The NLC rejected an offer by the government on June 6 to halve the price increases on petrol and diesel and to drop the kerosene price altogether. The NLC insisted that the rises had to be reversed completely before workers would return to work.

On June 12, the government offered to reduce the petrol and diesel increase to just 2 naira and to completely drop the price rise for kerosene. The NLC accepted the compromise and called off the strike.

The national strike and student demonstrations may mark the end of the honeymoon period that the “reformer” Obasanjo has enjoyed since his election on February 27 last year. Obasanjo was the endorsed candidate of the dominant faction of Nigeria's powerful military after it agreed to the return of civilian rule after decades of military dictatorship. He is also strongly backed by the US and British governments.

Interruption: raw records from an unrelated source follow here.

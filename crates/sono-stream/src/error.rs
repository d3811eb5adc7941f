use thiserror::Error;

use sono_core::error::CoreError;

/// Errors originating from the streaming layer.
#[derive(Error, Debug)]
pub enum StreamError {
    /// start() called while a session is already active.
    #[error("Le pipeline est déjà en streaming")]
    AlreadyStreaming,

    /// stop() called without an active session.
    #[error("Le pipeline n'est pas en streaming")]
    NotStreaming,

    /// No audio input device found.
    #[error("Aucun périphérique audio d'entrée trouvé")]
    NoInputDevice,

    /// Audio device or stream error.
    #[error("Erreur de périphérique audio : {0}")]
    Device(String),

    /// The sampling thread could not be spawned or joined.
    #[error("Erreur du thread d'échantillonnage : {0}")]
    Thread(String),

    /// The scoring callback failed; the session was terminated.
    #[error("Échec du scoring : {0}")]
    Scorer(#[source] anyhow::Error),

    /// A core invariant was violated while streaming.
    #[error(transparent)]
    Core(#[from] CoreError),
}
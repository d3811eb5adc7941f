use cpal::traits::{DeviceTrait, HostTrait, StreamTrait};
use rtrb::{Consumer, RingBuffer};
use sono_core::config::ExtractorConfig;
use sono_core::traits::SpectralSource;

use crate::error::StreamError;
use crate::fft::FftPipeline;

/// Source microphone via cpal.
///
/// Le callback cpal downmixe en mono et pousse dans un ring buffer
/// lock-free ; côté pipeline, une fenêtre glissante des `fft_size`
/// derniers échantillons alimente la FFT. Tant qu'une fenêtre complète
/// n'est pas arrivée, la frame fréquentielle est remplie du sentinel
/// `-inf` (pas encore de signal).
///
/// Le stream cpal vit avec la source : la dropper libère le matériel.
///
/// # Example
/// ```no_run
/// use sono_core::config::ExtractorConfig;
/// use sono_stream::capture::MicSource;
/// let source = MicSource::open(&ExtractorConfig::default()).unwrap();
/// ```
pub struct MicSource {
    _stream: cpal::Stream,
    consumer: Consumer<f32>,
    fft: FftPipeline,
    /// Fenêtre glissante des `fft_size` derniers échantillons.
    window: Vec<f32>,
    /// Échantillons fraîchement tirés du ring à chaque tick.
    scratch: Vec<f32>,
    /// Total d'échantillons reçus depuis l'ouverture.
    received: usize,
    sample_rate: u32,
}

impl MicSource {
    /// Ouvre le périphérique d'entrée par défaut et démarre la capture.
    ///
    /// # Errors
    /// `StreamError::NoInputDevice` sans périphérique d'entrée,
    /// `StreamError::Device` si le stream ne peut pas être construit.
    pub fn open(config: &ExtractorConfig) -> Result<Self, StreamError> {
        let host = cpal::default_host();
        let device = host
            .default_input_device()
            .ok_or(StreamError::NoInputDevice)?;

        let device_config = device
            .default_input_config()
            .map_err(|e| StreamError::Device(e.to_string()))?;
        let sample_rate = device_config.sample_rate().0;
        let channels = device_config.channels() as usize;

        if sample_rate != config.sample_rate_hz {
            log::warn!(
                "Taux du périphérique ({sample_rate} Hz) différent de la config ({} Hz)",
                config.sample_rate_hz
            );
        }

        // Ring buffer: 2 seconds of audio @ sample_rate
        let buf_size = sample_rate as usize * 2;
        let (mut producer, consumer) = RingBuffer::new(buf_size);

        let stream = device
            .build_input_stream(
                &device_config.into(),
                move |data: &[f32], _: &cpal::InputCallbackInfo| {
                    // Downmix to mono and push into ring buffer
                    for chunk in data.chunks(channels) {
                        let mono: f32 = chunk.iter().sum::<f32>() / channels as f32;
                        let _ = producer.push(mono);
                    }
                },
                |err| {
                    log::error!("Audio stream error: {err}");
                },
                None,
            )
            .map_err(|e| StreamError::Device(e.to_string()))?;

        stream
            .play()
            .map_err(|e| StreamError::Device(e.to_string()))?;

        log::info!("Capture micro démarrée @ {sample_rate}Hz");

        Ok(Self {
            _stream: stream,
            consumer,
            fft: FftPipeline::new(config.fft_size),
            window: vec![0.0; config.fft_size],
            scratch: Vec::with_capacity(buf_size),
            received: 0,
            sample_rate,
        })
    }

    /// Taux d'échantillonnage effectif du périphérique.
    #[must_use]
    pub fn sample_rate(&self) -> u32 {
        self.sample_rate
    }

    /// Tire tout ce que le ring contient et fait glisser la fenêtre.
    fn drain_ring(&mut self) {
        self.scratch.clear();
        while let Ok(sample) = self.consumer.pop() {
            self.scratch.push(sample);
        }
        self.received += self.scratch.len();

        let w = self.window.len();
        let fresh = self.scratch.len();
        if fresh >= w {
            self.window.copy_from_slice(&self.scratch[fresh - w..]);
        } else if fresh > 0 {
            self.window.copy_within(fresh.., 0);
            self.window[w - fresh..].copy_from_slice(&self.scratch);
        }
    }

    fn has_full_window(&self) -> bool {
        self.received >= self.window.len()
    }
}

impl SpectralSource for MicSource {
    fn frequency_frame(&mut self, out: &mut [f32]) {
        self.drain_ring();
        if self.has_full_window() {
            self.fft.process_db(&self.window, out);
        } else {
            out.fill(f32::NEG_INFINITY);
        }
    }

    fn waveform_frame(&mut self, out: &mut [f32]) {
        let w = self.window.len();
        let n = out.len().min(w);
        out[..n].copy_from_slice(&self.window[w - n..]);
        if n < out.len() {
            out[n..].fill(0.0);
        }
    }
}
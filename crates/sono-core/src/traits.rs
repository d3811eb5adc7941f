use crate::frame::{FeatureTensor, WaveformTensor};

/// Fournit des instantanés audio au pipeline d'extraction.
///
/// Implémenté par : `MicSource`, `FileSource` (sono-stream).
///
/// # Example
/// ```
/// use sono_core::traits::SpectralSource;
///
/// struct DummySource;
/// impl SpectralSource for DummySource {
///     fn frequency_frame(&mut self, out: &mut [f32]) { out.fill(f32::NEG_INFINITY); }
///     fn waveform_frame(&mut self, out: &mut [f32]) { out.fill(0.0); }
/// }
/// ```
pub trait SpectralSource: Send + 'static {
    /// Écrit l'instantané fréquentiel courant (magnitudes en dB) dans `out`.
    ///
    /// `out` est dimensionné à `fft_size` par l'appelant. Une source sans
    /// signal écrit le sentinel `-inf` en tête de frame (sémantique
    /// analyser WebAudio). Ne bloque JAMAIS.
    fn frequency_frame(&mut self, out: &mut [f32]);

    /// Écrit l'instantané temporel (PCM mono, [-1, 1]) correspondant au
    /// dernier `frequency_frame` dans `out`, dimensionné à `fft_size`.
    fn waveform_frame(&mut self, out: &mut [f32]);
}

/// Décision structurée retournée par la fonction de scoring.
#[derive(Clone, Debug)]
pub struct ScoreDecision {
    /// Probabilités par classe.
    pub scores: Vec<f32>,
    /// Demander une fenêtre de suppression après ce tir.
    pub suppress: bool,
}

/// Fonction de scoring opaque (le modèle pré-entraîné).
///
/// Invoquée sur le thread d'échantillonnage : les appels sont strictement
/// sérialisés, un scorer lent retarde les ticks suivants.
///
/// # Example
/// ```
/// use sono_core::frame::{FeatureTensor, WaveformTensor};
/// use sono_core::traits::{ScoreDecision, Scorer};
///
/// struct DummyScorer;
/// impl Scorer for DummyScorer {
///     fn score(
///         &mut self,
///         _spectrogram: &FeatureTensor,
///         _waveform: Option<&WaveformTensor>,
///     ) -> anyhow::Result<ScoreDecision> {
///         Ok(ScoreDecision { scores: vec![1.0], suppress: false })
///     }
/// }
/// ```
pub trait Scorer: Send + 'static {
    /// Évalue une fenêtre spectrale normalisée et, si activé, le tensor
    /// audio brut correspondant.
    ///
    /// # Errors
    /// Toute erreur termine la session ; elle est restituée par
    /// `FeatureExtractor::stop()`.
    fn score(
        &mut self,
        spectrogram: &FeatureTensor,
        waveform: Option<&WaveformTensor>,
    ) -> anyhow::Result<ScoreDecision>;
}
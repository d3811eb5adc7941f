// Pipeline primitives, configuration, and shared types for sonoscope.

pub mod config;
pub mod error;
pub mod frame;
pub mod normalize;
pub mod scores;
pub mod tracker;
pub mod traits;

pub use config::ExtractorConfig;
pub use error::CoreError;
pub use frame::{FeatureTensor, FrameQueue, WaveformTensor};
pub use normalize::normalize;
pub use scores::{ScoreAggregator, SessionVerdict};
pub use tracker::FireTracker;
pub use traits::{ScoreDecision, Scorer, SpectralSource};
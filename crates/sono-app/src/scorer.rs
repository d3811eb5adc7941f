use std::sync::{Arc, Mutex};

use anyhow::anyhow;
use sono_core::frame::{FeatureTensor, WaveformTensor};
use sono_core::scores::ScoreAggregator;
use sono_core::traits::{ScoreDecision, Scorer};

/// Scorer de démonstration : énergie par bande → pseudo-probabilités.
///
/// Tient lieu de modèle pré-entraîné. La frame la plus récente de la
/// fenêtre est partitionnée en `num_classes` bandes contiguës ; l'énergie
/// moyenne de chaque bande passe par un softmax. Une suppression est
/// demandée quand la classe gagnante dépasse le seuil de confiance.
pub struct BandScorer {
    num_classes: usize,
    /// Seuil de probabilité au-delà duquel une suppression est demandée.
    confidence_threshold: f32,
}

impl BandScorer {
    /// Crée un scorer pour `num_classes` bandes.
    #[must_use]
    pub fn new(num_classes: usize, confidence_threshold: f32) -> Self {
        Self {
            num_classes: num_classes.max(1),
            confidence_threshold,
        }
    }
}

impl Scorer for BandScorer {
    fn score(
        &mut self,
        spectrogram: &FeatureTensor,
        _waveform: Option<&WaveformTensor>,
    ) -> anyhow::Result<ScoreDecision> {
        let width = spectrogram.width();
        let data = spectrogram.as_slice();
        if data.len() < width || width < self.num_classes {
            return Err(anyhow!(
                "fenêtre trop étroite pour {} classes : {width} bins",
                self.num_classes
            ));
        }

        // Dernière frame de la fenêtre, la plus récente.
        let last = &data[data.len() - width..];
        let band = width / self.num_classes;

        // Énergie moyenne par bande ; la dernière bande absorbe le reste.
        let mut energies = Vec::with_capacity(self.num_classes);
        for i in 0..self.num_classes {
            let lo = i * band;
            let hi = if i == self.num_classes - 1 {
                width
            } else {
                lo + band
            };
            let sum: f32 = last[lo..hi].iter().sum();
            energies.push(sum / (hi - lo) as f32);
        }

        // Softmax numériquement stable.
        let max = energies.iter().copied().fold(f32::MIN, f32::max);
        let exps: Vec<f32> = energies.iter().map(|e| (e - max).exp()).collect();
        let total: f32 = exps.iter().sum();
        let scores: Vec<f32> = exps.iter().map(|e| e / total).collect();

        let top = scores.iter().copied().fold(0.0f32, f32::max);
        Ok(ScoreDecision {
            suppress: top > self.confidence_threshold,
            scores,
        })
    }
}

/// Enchaîne un scorer et enregistre chaque décision dans l'agrégateur
/// partagé de la session.
pub struct RecordingScorer<S> {
    inner: S,
    aggregator: Arc<Mutex<ScoreAggregator>>,
}

impl<S> RecordingScorer<S> {
    /// Enveloppe `inner` pour alimenter `aggregator` à chaque tir.
    pub fn new(inner: S, aggregator: Arc<Mutex<ScoreAggregator>>) -> Self {
        Self { inner, aggregator }
    }
}

impl<S: Scorer> Scorer for RecordingScorer<S> {
    fn score(
        &mut self,
        spectrogram: &FeatureTensor,
        waveform: Option<&WaveformTensor>,
    ) -> anyhow::Result<ScoreDecision> {
        let decision = self.inner.score(spectrogram, waveform)?;
        self.aggregator
            .lock()
            .map_err(|_| anyhow!("agrégateur empoisonné"))?
            .record(&decision.scores)?;
        log::debug!("Tir enregistré : {:?}", decision.scores);
        Ok(decision)
    }
}
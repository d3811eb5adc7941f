use std::path::Path;
use std::time::Duration;

use anyhow::{Context, Result};
use serde::{Deserialize, Serialize};

use crate::error::CoreError;

/// Configuration du pipeline d'extraction, sérialisable en TOML.
///
/// Chaque champ a une valeur par défaut calée sur un classifieur de
/// commandes vocales (fenêtre d'environ une seconde à 44,1 kHz).
///
/// # Example
/// ```
/// use sono_core::config::ExtractorConfig;
/// let config = ExtractorConfig::default();
/// assert_eq!(config.num_frames_per_spectrogram, 43);
/// assert!(config.validate().is_ok());
/// ```
#[derive(Clone, Debug, Deserialize, Serialize)]
#[serde(default)]
pub struct ExtractorConfig {
    /// Nombre de frames par fenêtre de classification.
    pub num_frames_per_spectrogram: usize,
    /// Fraction de fenêtre réutilisée entre deux tirs consécutifs [0, 1).
    pub overlap_factor: f64,
    /// Taux d'échantillonnage de la source (Hz).
    pub sample_rate_hz: u32,
    /// Taille de fenêtre FFT, en échantillons. Définit aussi la durée
    /// d'une frame : `fft_size / sample_rate_hz` secondes.
    pub fft_size: usize,
    /// Largeur de frame après troncature. 0 = garder `fft_size` valeurs.
    pub column_truncate_length: usize,
    /// Durée de suppression après un tir confiant (millisecondes).
    pub suppression_time_millis: f64,
    /// Maintenir une file parallèle d'audio brut.
    pub include_raw_audio: bool,
}

impl Default for ExtractorConfig {
    fn default() -> Self {
        Self {
            num_frames_per_spectrogram: 43,
            overlap_factor: 0.5,
            sample_rate_hz: 44_100,
            fft_size: 1024,
            column_truncate_length: 232,
            suppression_time_millis: 1000.0,
            include_raw_audio: false,
        }
    }
}

impl ExtractorConfig {
    /// Charge une configuration TOML depuis un fichier et la valide.
    ///
    /// # Errors
    /// Fichier illisible, TOML invalide, ou invariants violés.
    pub fn from_path(path: impl AsRef<Path>) -> Result<Self> {
        let path = path.as_ref();
        let text = std::fs::read_to_string(path)
            .with_context(|| format!("Cannot read config file: {}", path.display()))?;
        let config: Self = toml::from_str(&text)
            .with_context(|| format!("Invalid TOML in {}", path.display()))?;
        config.validate()?;
        Ok(config)
    }

    /// Valide les invariants de construction du pipeline.
    ///
    /// # Errors
    /// `CoreError::Config` décrivant le premier champ invalide.
    pub fn validate(&self) -> Result<(), CoreError> {
        if self.num_frames_per_spectrogram == 0 {
            return Err(CoreError::Config(
                "num_frames_per_spectrogram doit être ≥ 1".into(),
            ));
        }
        if !(0.0..1.0).contains(&self.overlap_factor) {
            return Err(CoreError::Config(format!(
                "overlap_factor hors de [0, 1) : {}",
                self.overlap_factor
            )));
        }
        if self.sample_rate_hz == 0 {
            return Err(CoreError::Config("sample_rate_hz doit être ≥ 1".into()));
        }
        if self.fft_size == 0 {
            return Err(CoreError::Config("fft_size doit être ≥ 1".into()));
        }
        if self.column_truncate_length > self.fft_size {
            return Err(CoreError::Config(format!(
                "column_truncate_length ({}) dépasse fft_size ({})",
                self.column_truncate_length, self.fft_size
            )));
        }
        if !self.suppression_time_millis.is_finite() || self.suppression_time_millis < 0.0 {
            return Err(CoreError::Config(format!(
                "suppression_time_millis doit être finie et ≥ 0 : {}",
                self.suppression_time_millis
            )));
        }
        Ok(())
    }

    /// Largeur effective des frames fréquentielles stockées.
    #[must_use]
    pub fn frame_width(&self) -> usize {
        if self.column_truncate_length == 0 {
            self.fft_size
        } else {
            self.column_truncate_length
        }
    }

    /// Durée d'une frame en secondes : `fft_size / sample_rate_hz`.
    #[must_use]
    pub fn frame_duration_secs(&self) -> f64 {
        self.fft_size as f64 / f64::from(self.sample_rate_hz)
    }

    /// Période d'échantillonnage du pipeline.
    #[must_use]
    pub fn frame_period(&self) -> Duration {
        Duration::from_secs_f64(self.frame_duration_secs())
    }

    /// Période de tir en ticks : `round(num_frames × (1 − overlap))`,
    /// plancher à 1.
    #[must_use]
    pub fn period_ticks(&self) -> u32 {
        let raw = self.num_frames_per_spectrogram as f64 * (1.0 - self.overlap_factor);
        raw.round().max(1.0) as u32
    }

    /// Durée de suppression convertie en ticks via la durée de frame.
    #[must_use]
    pub fn suppression_ticks(&self) -> u32 {
        let frame_millis = self.frame_duration_secs() * 1000.0;
        (self.suppression_time_millis / frame_millis).round() as u32
    }
}

#[cfg(test)]
mod tests {
    use std::io::Write as _;

    use super::*;

    #[test]
    fn default_config_is_valid() {
        assert!(ExtractorConfig::default().validate().is_ok());
    }

    #[test]
    fn period_math() {
        let config = ExtractorConfig {
            num_frames_per_spectrogram: 40,
            overlap_factor: 0.5,
            ..ExtractorConfig::default()
        };
        assert_eq!(config.period_ticks(), 20);

        // Overlap quasi-total : plancher à 1 tick.
        let dense = ExtractorConfig {
            num_frames_per_spectrogram: 4,
            overlap_factor: 0.95,
            ..ExtractorConfig::default()
        };
        assert_eq!(dense.period_ticks(), 1);
    }

    #[test]
    fn suppression_conversion() {
        let config = ExtractorConfig {
            sample_rate_hz: 16_000,
            fft_size: 32, // frame de 2 ms
            column_truncate_length: 16,
            suppression_time_millis: 60.0,
            ..ExtractorConfig::default()
        };
        assert_eq!(config.suppression_ticks(), 30);
        assert!((config.frame_duration_secs() - 0.002).abs() < 1e-9);
    }

    #[test]
    fn invalid_fields_rejected() {
        let mut config = ExtractorConfig {
            overlap_factor: 1.0,
            ..ExtractorConfig::default()
        };
        assert!(config.validate().is_err());

        config.overlap_factor = 0.5;
        config.column_truncate_length = config.fft_size + 1;
        assert!(config.validate().is_err());

        config.column_truncate_length = 0;
        config.suppression_time_millis = -1.0;
        assert!(config.validate().is_err());

        config.suppression_time_millis = f64::NAN;
        assert!(config.validate().is_err());
    }

    #[test]
    fn truncate_zero_means_full_width() {
        let config = ExtractorConfig {
            column_truncate_length: 0,
            ..ExtractorConfig::default()
        };
        assert_eq!(config.frame_width(), config.fft_size);
    }

    #[test]
    fn toml_round_trip_through_a_file() {
        let config = ExtractorConfig {
            num_frames_per_spectrogram: 40,
            include_raw_audio: true,
            ..ExtractorConfig::default()
        };
        let text = toml::to_string(&config).expect("serializable");

        let mut file = tempfile::NamedTempFile::new().expect("temp file");
        file.write_all(text.as_bytes()).expect("write config");

        let loaded = ExtractorConfig::from_path(file.path()).expect("readable config");
        assert_eq!(loaded.num_frames_per_spectrogram, 40);
        assert!(loaded.include_raw_audio);
    }

    #[test]
    fn invalid_file_contents_rejected() {
        let mut file = tempfile::NamedTempFile::new().expect("temp file");
        file.write_all(b"overlap_factor = 2.0\n").expect("write config");
        assert!(ExtractorConfig::from_path(file.path()).is_err());
    }
}
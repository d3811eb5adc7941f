use std::collections::VecDeque;

use crate::error::CoreError;

/// Fenêtre glissante de frames spectrales de largeur fixe.
///
/// File FIFO bornée : au-delà de la capacité, la frame la plus ancienne
/// est évincée. Toutes les frames ont la même largeur.
///
/// # Example
/// ```
/// use sono_core::frame::FrameQueue;
/// let mut queue = FrameQueue::new(2, 3).unwrap();
/// queue.push(vec![1.0, 2.0, 3.0]).unwrap();
/// assert!(!queue.is_full());
/// queue.push(vec![4.0, 5.0, 6.0]).unwrap();
/// assert!(queue.is_full());
/// ```
pub struct FrameQueue {
    frames: VecDeque<Vec<f32>>,
    capacity: usize,
    width: usize,
}

impl FrameQueue {
    /// Crée une file vide de `capacity` frames de `width` valeurs.
    ///
    /// # Errors
    /// `CoreError::InvalidWindow` si la capacité ou la largeur est nulle.
    pub fn new(capacity: usize, width: usize) -> Result<Self, CoreError> {
        if capacity == 0 || width == 0 {
            return Err(CoreError::InvalidWindow { capacity, width });
        }
        Ok(Self {
            frames: VecDeque::with_capacity(capacity + 1),
            capacity,
            width,
        })
    }

    /// Ajoute une frame ; évince la plus ancienne si la file déborde.
    ///
    /// # Errors
    /// `CoreError::FrameWidthMismatch` si la frame n'a pas la largeur
    /// de la file.
    pub fn push(&mut self, frame: Vec<f32>) -> Result<(), CoreError> {
        if frame.len() != self.width {
            return Err(CoreError::FrameWidthMismatch {
                expected: self.width,
                got: frame.len(),
            });
        }
        self.frames.push_back(frame);
        while self.frames.len() > self.capacity {
            self.frames.pop_front();
        }
        Ok(())
    }

    /// Concatène les frames courantes dans l'ordre d'insertion.
    ///
    /// Les appelants qui exigent une fenêtre complète doivent vérifier
    /// `is_full()` au préalable : sur une file partielle le résultat est
    /// plus court que `capacity × width`.
    #[must_use]
    pub fn flatten(&self) -> Vec<f32> {
        let mut flat = Vec::with_capacity(self.frames.len() * self.width);
        for frame in &self.frames {
            flat.extend_from_slice(frame);
        }
        flat
    }

    /// Vide la file sans changer sa capacité.
    pub fn clear(&mut self) {
        self.frames.clear();
    }

    /// Nombre de frames actuellement retenues.
    #[must_use]
    pub fn len(&self) -> usize {
        self.frames.len()
    }

    /// `true` si la file ne contient aucune frame.
    #[must_use]
    pub fn is_empty(&self) -> bool {
        self.frames.is_empty()
    }

    /// `true` une fois `capacity` frames accumulées.
    #[must_use]
    pub fn is_full(&self) -> bool {
        self.frames.len() == self.capacity
    }

    /// Capacité de la fenêtre en frames.
    #[must_use]
    pub fn capacity(&self) -> usize {
        self.capacity
    }

    /// Largeur d'une frame.
    #[must_use]
    pub fn width(&self) -> usize {
        self.width
    }
}

/// Tensor spectral éphémère de forme logique `[1, frames, width, 1]`.
///
/// Construit une fois par tir, consommé par le scorer, puis relâché.
/// Si le buffer source est plus court que `frames × width`, il est aligné
/// à droite (zéros à gauche) ; s'il est plus long, seules les valeurs les
/// plus récentes sont retenues.
///
/// # Example
/// ```
/// use sono_core::frame::FeatureTensor;
/// let t = FeatureTensor::right_aligned(vec![1.0, 2.0], 2, 2);
/// assert_eq!(t.shape(), [1, 2, 2, 1]);
/// assert_eq!(t.as_slice(), &[0.0, 0.0, 1.0, 2.0]);
/// ```
pub struct FeatureTensor {
    data: Vec<f32>,
    frames: usize,
    width: usize,
}

impl FeatureTensor {
    /// Construit le tensor aligné à droite sur `frames × width` valeurs.
    #[must_use]
    pub fn right_aligned(flat: Vec<f32>, frames: usize, width: usize) -> Self {
        let target = frames * width;
        let data = match flat.len() {
            n if n == target => flat,
            n if n > target => flat[n - target..].to_vec(),
            n => {
                let mut padded = vec![0.0; target - n];
                padded.extend_from_slice(&flat);
                padded
            }
        };
        Self {
            data,
            frames,
            width,
        }
    }

    /// Forme logique `[1, frames, width, 1]`.
    #[must_use]
    pub fn shape(&self) -> [usize; 4] {
        [1, self.frames, self.width, 1]
    }

    /// Données aplaties, ordre frame-major.
    #[must_use]
    pub fn as_slice(&self) -> &[f32] {
        &self.data
    }

    /// Nombre de frames de la fenêtre.
    #[must_use]
    pub fn frames(&self) -> usize {
        self.frames
    }

    /// Largeur d'une frame.
    #[must_use]
    pub fn width(&self) -> usize {
        self.width
    }
}

/// Tensor audio brut éphémère de forme logique `[1, len]`.
///
/// Même règle d'alignement à droite que [`FeatureTensor`].
pub struct WaveformTensor {
    data: Vec<f32>,
}

impl WaveformTensor {
    /// Construit le tensor aligné à droite sur `len` échantillons.
    #[must_use]
    pub fn right_aligned(flat: Vec<f32>, len: usize) -> Self {
        let data = match flat.len() {
            n if n == len => flat,
            n if n > len => flat[n - len..].to_vec(),
            n => {
                let mut padded = vec![0.0; len - n];
                padded.extend_from_slice(&flat);
                padded
            }
        };
        Self { data }
    }

    /// Forme logique `[1, len]`.
    #[must_use]
    pub fn shape(&self) -> [usize; 2] {
        [1, self.data.len()]
    }

    /// Échantillons aplatis.
    #[must_use]
    pub fn as_slice(&self) -> &[f32] {
        &self.data
    }
}
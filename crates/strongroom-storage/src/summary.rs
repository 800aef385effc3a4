//! Wallet summary file
//!
//! `<wallet-directory>/wallet-summary.json` holds the wallet's display data
//! together with two wrapped secrets: the backup key sealed under the
//! credential key, and the padded credential sealed under the backup key.

use serde::{Deserialize, Serialize};
use std::path::{Path, PathBuf};
use strongroom_core::WalletId;
use zeroize::Zeroizing;

use crate::encrypted_file::{read_existing, write_atomically};
use crate::security::{pad_credential_bytes, unpad_credential_bytes, KeyCipher, WalletKey};
use crate::{Error, Result};

/// Summary file name
pub const SUMMARY_FILE_NAME: &str = "wallet-summary.json";

/// Path of the summary file in a wallet directory
pub fn summary_path(wallet_directory: &Path) -> PathBuf {
    wallet_directory.join(SUMMARY_FILE_NAME)
}

/// Persisted wallet summary
#[derive(Debug, Clone, PartialEq, Eq, Serialize, Deserialize)]
pub struct WalletSummary {
    /// Wallet identifier
    pub wallet_id: WalletId,
    /// Display name
    pub name: String,
    /// Free-text notes
    #[serde(default)]
    pub notes: String,
    /// Backup key sealed under the credential key
    #[serde(with = "hex::serde")]
    pub encrypted_backup_key: Vec<u8>,
    /// Padded credential sealed under the backup key
    #[serde(with = "hex::serde")]
    pub encrypted_password: Vec<u8>,
}

impl WalletSummary {
    /// New summary with a fresh backup key wrapped under `credential`.
    ///
    /// Returns the summary and the plaintext backup key.
    pub fn create(
        wallet_id: WalletId,
        name: impl Into<String>,
        credential: &str,
        cipher: &dyn KeyCipher,
    ) -> Result<(Self, WalletKey)> {
        let credential_key = cipher.derive_key(credential)?;
        let backup_key = WalletKey::generate();

        let encrypted_backup_key = cipher.encrypt(&credential_key, backup_key.as_bytes())?;
        let padded = pad_credential_bytes(credential.as_bytes());
        let encrypted_password = cipher.encrypt(&backup_key, &padded)?;

        let summary = Self {
            wallet_id,
            name: name.into(),
            notes: String::new(),
            encrypted_backup_key,
            encrypted_password,
        };
        Ok((summary, backup_key))
    }

    /// Unwrap the backup key with an already derived credential key
    pub fn backup_key(&self, cipher: &dyn KeyCipher, credential_key: &WalletKey) -> Result<WalletKey> {
        let bytes = Zeroizing::new(cipher.decrypt(credential_key, &self.encrypted_backup_key)?);
        WalletKey::from_bytes(&bytes)
    }

    /// Recover the credential from the wrapped copy
    pub fn credential(&self, cipher: &dyn KeyCipher, backup_key: &WalletKey) -> Result<Zeroizing<String>> {
        let padded = Zeroizing::new(cipher.decrypt(backup_key, &self.encrypted_password)?);
        let bytes = unpad_credential_bytes(&padded)?;
        let text = std::str::from_utf8(&bytes)
            .map_err(|e| Error::Malformed(format!("Credential is not UTF-8: {}", e)))?;
        Ok(Zeroizing::new(text.to_string()))
    }

    /// Read a summary file
    pub fn read(path: &Path) -> Result<Self> {
        let bytes = read_existing(path)?;
        Ok(serde_json::from_slice(&bytes)?)
    }

    /// Write the summary atomically
    pub fn write(&self, path: &Path) -> Result<()> {
        let bytes = serde_json::to_vec_pretty(self)?;
        write_atomically(path, &bytes)?;
        tracing::debug!("Wrote wallet summary for {} to {}", self.wallet_id, path.display());
        Ok(())
    }
}
//! Strongroom payments service
//!
//! Wires the payments model and the encrypted storage to an open wallet:
//! the payments service, the transaction-seen listener and the credential
//! rotation worker.

#![forbid(unsafe_code)]
#![warn(missing_docs)]

pub mod config;
pub mod context;
pub mod error;
pub mod logging;
pub mod payments;
pub mod rotation;
pub mod seen;

pub use config::{PaymentsConfig, DATA_DIR_ENV};
pub use context::WalletContext;
pub use error::{PaymentsError, Result};
pub use logging::init_tracing;
pub use payments::PaymentsService;
pub use rotation::{
    CredentialBoundStore, CredentialRotation, RotationEngine, RotationOutcome, RotationReason,
};
pub use seen::{spawn_configured_seen_listener, spawn_seen_listener, TransactionSeen};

Oshiomhole told a mass rally in Lagos on June 7: “Nigerians paid great sacrifices with their sweat and blood for the enthronement of the present democratic rule to improve their welfare but the government has gone further to unleash more suffering on the people”.

Seteolu Bamidele, who teaches at Lagos State University, told This Day newspaper on June 7: “The [Obasanjo] government seems to prefer the IMF/World Bank prescriptions ... Nigeria was under structural adjustment for nearly a decade and what we had [to show] for it were poverty, marginalisation, human under-development, infrastructural collapse, industrial capacity under-utilisation, the bastardisation of the naira, dumping and closure of factories — a huge social cost.”

Both houses of the Nigerian parliament had passed resolutions demanding that Obasanjo reverse the fuel price increases. Several state governors also backed the strikers' demands.